START Raw data

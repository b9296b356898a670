//! Push gateway client.
//!
//! The gateway is a single HTTP endpoint taking `{tokens, message}` and
//! answering `{tickets, errors}`. It is treated as unreliable and possibly
//! slow, so every call carries its own timeout.

use std::time::Duration;

use async_trait::async_trait;
use serde::{Deserialize, Serialize};
use thiserror::Error;

use crate::config::GatewayConfig;
use crate::metrics::{GATEWAY_CALLS_TOTAL, GATEWAY_DEGRADED_TOTAL, GATEWAY_LATENCY};
use crate::notification::PushMessage;

/// Errors that can occur on a gateway call.
#[derive(Debug, Error)]
pub enum GatewayError {
    #[error("request failed: {0}")]
    Http(#[from] reqwest::Error),

    #[error("gateway call timed out")]
    Timeout,

    #[error("gateway returned server error {0}")]
    ServerError(u16),
}

/// Outbound batch request: every token in one call.
#[derive(Debug, Clone, Serialize)]
pub struct PushRequest {
    pub tokens: Vec<String>,
    pub message: PushMessage,
}

/// Per-token receipt, aligned with the request's token order.
#[derive(Debug, Clone, Serialize, Deserialize)]
pub struct PushTicket {
    pub status: TicketStatus,
    #[serde(default, skip_serializing_if = "Option::is_none")]
    pub message: Option<String>,
}

#[derive(Debug, Clone, Copy, PartialEq, Eq, Serialize, Deserialize)]
#[serde(rename_all = "snake_case")]
pub enum TicketStatus {
    Ok,
    Error,
}

#[derive(Debug, Clone, Default, Deserialize)]
pub struct PushResponse {
    #[serde(default)]
    pub tickets: Vec<PushTicket>,
    #[serde(default)]
    pub errors: Vec<String>,
}

/// Client for the external push gateway.
///
/// A non-5xx response is a success even when individual tokens were rejected;
/// per-token rejections surface as tickets, not as call failures.
#[async_trait]
pub trait PushGateway: Send + Sync {
    async fn send(&self, request: &PushRequest) -> Result<PushResponse, GatewayError>;
}

/// HTTP gateway client backed by reqwest.
pub struct HttpPushGateway {
    client: reqwest::Client,
    url: String,
}

impl HttpPushGateway {
    pub fn new(config: &GatewayConfig) -> Result<Self, GatewayError> {
        let client = reqwest::Client::builder()
            .timeout(Duration::from_secs(config.timeout_seconds))
            .build()?;

        Ok(Self {
            client,
            url: config.url.clone(),
        })
    }
}

#[async_trait]
impl PushGateway for HttpPushGateway {
    #[tracing::instrument(
        name = "gateway.send",
        skip(self, request),
        fields(tokens = request.tokens.len())
    )]
    async fn send(&self, request: &PushRequest) -> Result<PushResponse, GatewayError> {
        GATEWAY_CALLS_TOTAL.inc();
        let _timer = GATEWAY_LATENCY.start_timer();

        let response = match self.client.post(&self.url).json(request).send().await {
            Ok(response) => response,
            Err(e) if e.is_timeout() => {
                GATEWAY_DEGRADED_TOTAL.inc();
                tracing::warn!(url = %self.url, "Push gateway call timed out");
                return Err(GatewayError::Timeout);
            }
            Err(e) => {
                GATEWAY_DEGRADED_TOTAL.inc();
                tracing::warn!(url = %self.url, error = %e, "Push gateway call failed");
                return Err(GatewayError::Http(e));
            }
        };

        let status = response.status();
        if status.is_server_error() {
            GATEWAY_DEGRADED_TOTAL.inc();
            tracing::warn!(status = status.as_u16(), "Push gateway returned server error");
            return Err(GatewayError::ServerError(status.as_u16()));
        }

        match response.json::<PushResponse>().await {
            Ok(parsed) => {
                tracing::debug!(
                    tickets = parsed.tickets.len(),
                    errors = parsed.errors.len(),
                    "Push gateway call completed"
                );
                Ok(parsed)
            }
            Err(e) => {
                // Non-5xx means the batch was accepted; keep the parse problem
                // visible as a request-level error.
                tracing::warn!(status = status.as_u16(), error = %e, "Unparseable gateway response");
                Ok(PushResponse {
                    tickets: Vec::new(),
                    errors: vec![format!("unparseable gateway response (status {status})")],
                })
            }
        }
    }
}

#[cfg(test)]
mod tests {
    use super::*;

    #[test]
    fn test_request_serialization() {
        let request = PushRequest {
            tokens: vec!["tok-1".to_string(), "tok-2".to_string()],
            message: PushMessage::new("Job assigned", "Check your queue")
                .with_data(serde_json::json!({"job_id": "42"})),
        };

        let json = serde_json::to_value(&request).unwrap();
        assert_eq!(json["tokens"][1], "tok-2");
        assert_eq!(json["message"]["title"], "Job assigned");
        assert_eq!(json["message"]["data"]["job_id"], "42");
    }

    #[test]
    fn test_response_parsing_with_defaults() {
        let response: PushResponse = serde_json::from_str("{}").unwrap();
        assert!(response.tickets.is_empty());
        assert!(response.errors.is_empty());

        let response: PushResponse = serde_json::from_str(
            r#"{"tickets": [{"status": "ok"}, {"status": "error", "message": "not registered"}],
                "errors": ["one token was malformed"]}"#,
        )
        .unwrap();
        assert_eq!(response.tickets.len(), 2);
        assert_eq!(response.tickets[0].status, TicketStatus::Ok);
        assert_eq!(
            response.tickets[1].message.as_deref(),
            Some("not registered")
        );
        assert_eq!(response.errors.len(), 1);
    }
}
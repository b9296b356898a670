use config::{Config, ConfigError, Environment, File};
use serde::Deserialize;
use std::env;

#[derive(Debug, Clone, Deserialize)]
pub struct Settings {
    pub storage: StorageConfig,
    pub gateway: GatewayConfig,
    #[serde(default)]
    pub dispatch: DispatchConfig,
}

#[derive(Debug, Clone, Deserialize)]
pub struct StorageConfig {
    /// Backend selector: "postgres" or "memory"
    #[serde(default = "default_storage_backend")]
    pub backend: String,
    #[serde(default = "default_database_url")]
    pub url: String,
    #[serde(default = "default_pool_size")]
    pub pool_size: u32,
    /// Pool acquire timeout in seconds
    #[serde(default = "default_connect_timeout")]
    pub connect_timeout_seconds: u32,
    /// Idle connection timeout in seconds
    #[serde(default = "default_idle_timeout")]
    pub idle_timeout_seconds: u32,
    /// Per-call timeout for notification writes, in seconds
    #[serde(default = "default_write_timeout")]
    pub write_timeout_seconds: u64,
}

#[derive(Debug, Clone, Deserialize)]
pub struct GatewayConfig {
    /// Push gateway endpoint accepting {tokens, message} batches
    #[serde(default = "default_gateway_url")]
    pub url: String,
    /// Per-call timeout in seconds
    #[serde(default = "default_gateway_timeout")]
    pub timeout_seconds: u64,
}

#[derive(Debug, Clone, Deserialize)]
pub struct DispatchConfig {
    /// Worker pool size for bulk fan-out
    #[serde(default = "default_max_concurrency")]
    pub max_concurrency: usize,
    /// Per-call timeout for the primary-channel procedure, in seconds
    #[serde(default = "default_rpc_timeout")]
    pub rpc_timeout_seconds: u64,
    /// Initial retry backoff delay in milliseconds
    #[serde(default = "default_retry_initial_delay")]
    pub retry_initial_delay_ms: u64,
    /// Maximum retry backoff delay in milliseconds
    #[serde(default = "default_retry_max_delay")]
    pub retry_max_delay_ms: u64,
}

fn default_storage_backend() -> String {
    "postgres".to_string()
}

fn default_database_url() -> String {
    "postgres://localhost:5432/opsboard".to_string()
}

fn default_pool_size() -> u32 {
    10
}

fn default_connect_timeout() -> u32 {
    5
}

fn default_idle_timeout() -> u32 {
    300 // 5 minutes
}

fn default_write_timeout() -> u64 {
    5
}

fn default_gateway_url() -> String {
    "http://localhost:9040/push/send".to_string()
}

fn default_gateway_timeout() -> u64 {
    10
}

fn default_max_concurrency() -> usize {
    16
}

fn default_rpc_timeout() -> u64 {
    5
}

fn default_retry_initial_delay() -> u64 {
    100
}

fn default_retry_max_delay() -> u64 {
    5_000
}

impl Settings {
    pub fn new() -> Result<Self, ConfigError> {
        // Load .env file if exists
        let _ = dotenvy::dotenv();

        let run_mode = env::var("RUN_MODE").unwrap_or_else(|_| "development".into());

        let builder = Config::builder()
            // Start with default values
            .set_default("storage.backend", "postgres")?
            .set_default("storage.url", "postgres://localhost:5432/opsboard")?
            .set_default("storage.pool_size", 10)?
            .set_default("gateway.url", "http://localhost:9040/push/send")?
            .set_default("gateway.timeout_seconds", 10)?
            .set_default("dispatch.max_concurrency", 16)?
            // Load config file if exists
            .add_source(File::with_name("config/default").required(false))
            .add_source(File::with_name(&format!("config/{}", run_mode)).required(false))
            // Load from environment variables
            // STORAGE_URL, GATEWAY_URL, DISPATCH_MAX_CONCURRENCY, etc.
            .add_source(
                Environment::default()
                    .separator("_")
                    .try_parsing(true)
                    .list_separator(","),
            );

        builder.build()?.try_deserialize()
    }
}

impl Default for StorageConfig {
    fn default() -> Self {
        Self {
            backend: default_storage_backend(),
            url: default_database_url(),
            pool_size: default_pool_size(),
            connect_timeout_seconds: default_connect_timeout(),
            idle_timeout_seconds: default_idle_timeout(),
            write_timeout_seconds: default_write_timeout(),
        }
    }
}

impl Default for GatewayConfig {
    fn default() -> Self {
        Self {
            url: default_gateway_url(),
            timeout_seconds: default_gateway_timeout(),
        }
    }
}

impl Default for DispatchConfig {
    fn default() -> Self {
        Self {
            max_concurrency: default_max_concurrency(),
            rpc_timeout_seconds: default_rpc_timeout(),
            retry_initial_delay_ms: default_retry_initial_delay(),
            retry_max_delay_ms: default_retry_max_delay(),
        }
    }
}

#[cfg(test)]
mod tests {
    use super::*;

    #[test]
    fn test_default_values() {
        let storage = StorageConfig::default();
        assert_eq!(storage.backend, "postgres");
        assert_eq!(storage.pool_size, 10);

        let dispatch = DispatchConfig::default();
        assert_eq!(dispatch.max_concurrency, 16);
        assert_eq!(dispatch.rpc_timeout_seconds, 5);
    }
}
//! PostgreSQL directory backend.
//!
//! Reads the dashboard's `users` table; work categories are stored as a text
//! array, so category targeting is an array-overlap test independent of how
//! the caller collected the ids.

use async_trait::async_trait;
use sqlx::PgPool;

use super::{DirectoryError, RecipientDirectory, UserRole, UserStatus};

/// PostgreSQL-backed user directory.
pub struct PostgresDirectory {
    pool: PgPool,
}

impl PostgresDirectory {
    pub fn new(pool: PgPool) -> Self {
        Self { pool }
    }
}

#[async_trait]
impl RecipientDirectory for PostgresDirectory {
    async fn list_users(
        &self,
        role: UserRole,
        status: UserStatus,
    ) -> Result<Vec<String>, DirectoryError> {
        let ids: Vec<String> =
            sqlx::query_scalar("SELECT id FROM users WHERE role = $1 AND status = $2")
                .bind(role.as_str())
                .bind(status.as_str())
                .fetch_all(&self.pool)
                .await?;

        Ok(ids)
    }

    async fn list_technicians_by_categories(
        &self,
        category_ids: &[String],
    ) -> Result<Vec<String>, DirectoryError> {
        let ids: Vec<String> = sqlx::query_scalar(
            r#"
            SELECT id FROM users
            WHERE role = 'technician'
              AND status = 'active'
              AND work_categories && $1
            "#,
        )
        .bind(category_ids)
        .fetch_all(&self.pool)
        .await?;

        Ok(ids)
    }

    async fn filter_known_users(
        &self,
        user_ids: &[String],
    ) -> Result<Vec<String>, DirectoryError> {
        let ids: Vec<String> = sqlx::query_scalar("SELECT id FROM users WHERE id = ANY($1)")
            .bind(user_ids)
            .fetch_all(&self.pool)
            .await?;

        Ok(ids)
    }
}
//! Notification data model, persistence backends, and the writer.
//!
//! # Store Backend Architecture
//!
//! Persistence goes through the [`NotificationStore`] and [`TokenStore`]
//! traits so the dispatch pipeline never talks to a concrete database:
//!
//! - `PostgresNotificationStore`: sqlx-backed store (default)
//! - `MemoryNotificationStore`: DashMap-backed store for development and tests
//!
//! Use [`create_notification_store`] to pick the backend from configuration.

mod memory_store;
mod postgres_store;
mod store;
mod types;
mod writer;

use std::sync::Arc;

use sqlx::PgPool;

use crate::config::StorageConfig;

pub use memory_store::MemoryNotificationStore;
pub use postgres_store::PostgresNotificationStore;
pub use store::{NotificationStore, PushToken, StoreError, TokenStore};
pub use types::{
    DeliveryChannel, DeliveryOutcome, NewNotification, Notification, NotificationStatus,
    NotificationTarget, PushMessage,
};
pub use writer::{BatchWrite, NotificationWriter};

/// Create the notification and token store handles based on configuration.
///
/// Returns the appropriate backend for the `storage.backend` setting:
/// - `"postgres"`: sqlx-backed store (requires a pool)
/// - `"memory"` (or anything else): in-memory store
pub fn create_notification_store(
    config: &StorageConfig,
    pool: Option<PgPool>,
) -> (Arc<dyn NotificationStore>, Arc<dyn TokenStore>) {
    match config.backend.as_str() {
        "postgres" => {
            if let Some(pool) = pool {
                tracing::info!(backend = "postgres", "Creating Postgres notification store");
                let store = Arc::new(PostgresNotificationStore::new(pool));
                (store.clone(), store)
            } else {
                tracing::warn!(
                    "Postgres store requested but no pool provided, falling back to memory"
                );
                let store = Arc::new(MemoryNotificationStore::new());
                (store.clone(), store)
            }
        }
        _ => {
            tracing::info!(backend = "memory", "Creating memory notification store");
            let store = Arc::new(MemoryNotificationStore::new());
            (store.clone(), store)
        }
    }
}
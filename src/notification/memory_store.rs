//! In-memory notification store using DashMap.
//!
//! Rows are lost on restart; intended for development setups and for testing
//! the dispatch pipeline without a live database.

use async_trait::async_trait;
use chrono::Utc;
use dashmap::DashMap;
use uuid::Uuid;

use super::store::{NotificationStore, PushToken, StoreError, TokenStore};
use super::types::{NewNotification, Notification, NotificationStatus};

/// In-memory notification and token store.
#[derive(Default)]
pub struct MemoryNotificationStore {
    /// Rows by id
    rows: DashMap<Uuid, Notification>,
    /// Dispatch key -> row id, for idempotent replays
    keys: DashMap<Uuid, Uuid>,
    /// Registered delivery tokens per user
    tokens: DashMap<String, Vec<String>>,
}

impl MemoryNotificationStore {
    pub fn new() -> Self {
        Self::default()
    }

    /// Register a delivery token for a user.
    pub fn register_token(&self, user_id: impl Into<String>, token: impl Into<String>) {
        self.tokens.entry(user_id.into()).or_default().push(token.into());
    }

    /// Number of persisted rows.
    pub fn row_count(&self) -> usize {
        self.rows.len()
    }

    /// Snapshot of every persisted row, in no particular order.
    pub fn all_rows(&self) -> Vec<Notification> {
        self.rows.iter().map(|entry| entry.value().clone()).collect()
    }

    fn materialize(&self, new: &NewNotification) -> Notification {
        Notification {
            id: Uuid::new_v4(),
            recipient_id: new.recipient_id.clone(),
            service_id: new.service_id,
            title: new.title.clone(),
            body: new.body.clone(),
            data: new.data.clone(),
            status: new.status,
            created_at: Utc::now(),
            read_at: None,
        }
    }

    fn insert_row(&self, new: &NewNotification) -> Notification {
        if let Some(existing_id) = self.keys.get(&new.dispatch_key) {
            if let Some(existing) = self.rows.get(existing_id.value()) {
                return existing.value().clone();
            }
        }

        let row = self.materialize(new);
        self.keys.insert(new.dispatch_key, row.id);
        self.rows.insert(row.id, row.clone());
        row
    }
}

#[async_trait]
impl NotificationStore for MemoryNotificationStore {
    async fn insert(&self, new: &NewNotification) -> Result<Notification, StoreError> {
        Ok(self.insert_row(new))
    }

    async fn insert_many(&self, batch: &[NewNotification]) -> Result<Vec<Notification>, StoreError> {
        // Memory inserts cannot partially fail, so the batch is trivially atomic.
        Ok(batch.iter().map(|new| self.insert_row(new)).collect())
    }

    async fn mark_read(&self, id: Uuid) -> Result<Notification, StoreError> {
        let mut entry = self.rows.get_mut(&id).ok_or(StoreError::NotFound(id))?;

        if entry.status == NotificationStatus::Unread {
            entry.status = NotificationStatus::Read;
            entry.read_at = Some(Utc::now());
        }

        Ok(entry.value().clone())
    }

    async fn get(&self, id: Uuid) -> Result<Option<Notification>, StoreError> {
        Ok(self.rows.get(&id).map(|r| r.value().clone()))
    }
}

#[async_trait]
impl TokenStore for MemoryNotificationStore {
    async fn list_tokens(&self, user_ids: &[String]) -> Result<Vec<PushToken>, StoreError> {
        let mut tokens = Vec::new();
        for user_id in user_ids {
            if let Some(registered) = self.tokens.get(user_id) {
                for token in registered.iter() {
                    tokens.push(PushToken {
                        user_id: user_id.clone(),
                        token: token.clone(),
                    });
                }
            }
        }
        Ok(tokens)
    }
}
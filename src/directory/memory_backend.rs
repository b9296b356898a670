//! In-memory directory backend using DashMap.
//!
//! Intended for development setups and for testing resolution logic without
//! a live database.

use std::collections::HashSet;

use async_trait::async_trait;
use dashmap::DashMap;

use super::{DirectoryError, RecipientDirectory, UserRole, UserStatus};

#[derive(Debug, Clone)]
struct UserRecord {
    role: UserRole,
    status: UserStatus,
    categories: HashSet<String>,
}

/// In-memory user directory.
#[derive(Default)]
pub struct MemoryDirectory {
    users: DashMap<String, UserRecord>,
}

impl MemoryDirectory {
    pub fn new() -> Self {
        Self::default()
    }

    /// Register a user.
    pub fn add_user(&self, user_id: impl Into<String>, role: UserRole, status: UserStatus) {
        self.users.insert(
            user_id.into(),
            UserRecord {
                role,
                status,
                categories: HashSet::new(),
            },
        );
    }

    /// Assign work categories to a registered user.
    pub fn set_categories(&self, user_id: &str, categories: &[&str]) {
        if let Some(mut record) = self.users.get_mut(user_id) {
            record.categories = categories.iter().map(|c| c.to_string()).collect();
        }
    }
}

#[async_trait]
impl RecipientDirectory for MemoryDirectory {
    async fn list_users(
        &self,
        role: UserRole,
        status: UserStatus,
    ) -> Result<Vec<String>, DirectoryError> {
        Ok(self
            .users
            .iter()
            .filter(|entry| entry.role == role && entry.status == status)
            .map(|entry| entry.key().clone())
            .collect())
    }

    async fn list_technicians_by_categories(
        &self,
        category_ids: &[String],
    ) -> Result<Vec<String>, DirectoryError> {
        Ok(self
            .users
            .iter()
            .filter(|entry| {
                entry.role == UserRole::Technician
                    && entry.status == UserStatus::Active
                    && category_ids.iter().any(|c| entry.categories.contains(c))
            })
            .map(|entry| entry.key().clone())
            .collect())
    }

    async fn filter_known_users(
        &self,
        user_ids: &[String],
    ) -> Result<Vec<String>, DirectoryError> {
        Ok(user_ids
            .iter()
            .filter(|id| self.users.contains_key(*id))
            .cloned()
            .collect())
    }
}
//! Tracing initialization for the host application.
//!
//! The dispatch core only emits `tracing` events; the surrounding dashboard
//! backend calls [`init_tracing`] once at startup to install a subscriber.
//!
//! # Environment Variables
//!
//! | Variable | Description | Default |
//! |----------|-------------|---------|
//! | `RUST_LOG` | Log filter directives | `info` |
//! | `LOG_FORMAT` | `json` for structured output, anything else for plain | plain |

use tracing_subscriber::{layer::SubscriberExt, util::SubscriberInitExt, EnvFilter};

/// Initialize the tracing subscriber.
///
/// Console output by default; JSON output when `LOG_FORMAT=json` (for log
/// shippers). Safe to call exactly once per process.
pub fn init_tracing() {
    let env_filter = EnvFilter::try_from_default_env().unwrap_or_else(|_| EnvFilter::new("info"));

    let json_output = std::env::var("LOG_FORMAT")
        .map(|f| f == "json")
        .unwrap_or(false);

    if json_output {
        tracing_subscriber::registry()
            .with(env_filter)
            .with(tracing_subscriber::fmt::layer().json())
            .init();
    } else {
        tracing_subscriber::registry()
            .with(env_filter)
            .with(tracing_subscriber::fmt::layer())
            .init();
    }

    tracing::info!(json = json_output, "Tracing initialized");
}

END Raw data

• **Task statement**
In exact wording, restate the lines of the data above from the first through the one holding "use std::time::Duration;", and stop after that line.

• **Solution to this exercise**
repository b9296b356898a670
//! Push gateway client.
//!
//! The gateway is a single HTTP endpoint taking `{tokens, message}` and
//! answering `{tickets, errors}`. It is treated as unreliable and possibly
//! slow, so every call carries its own timeout.

use std::time::Duration;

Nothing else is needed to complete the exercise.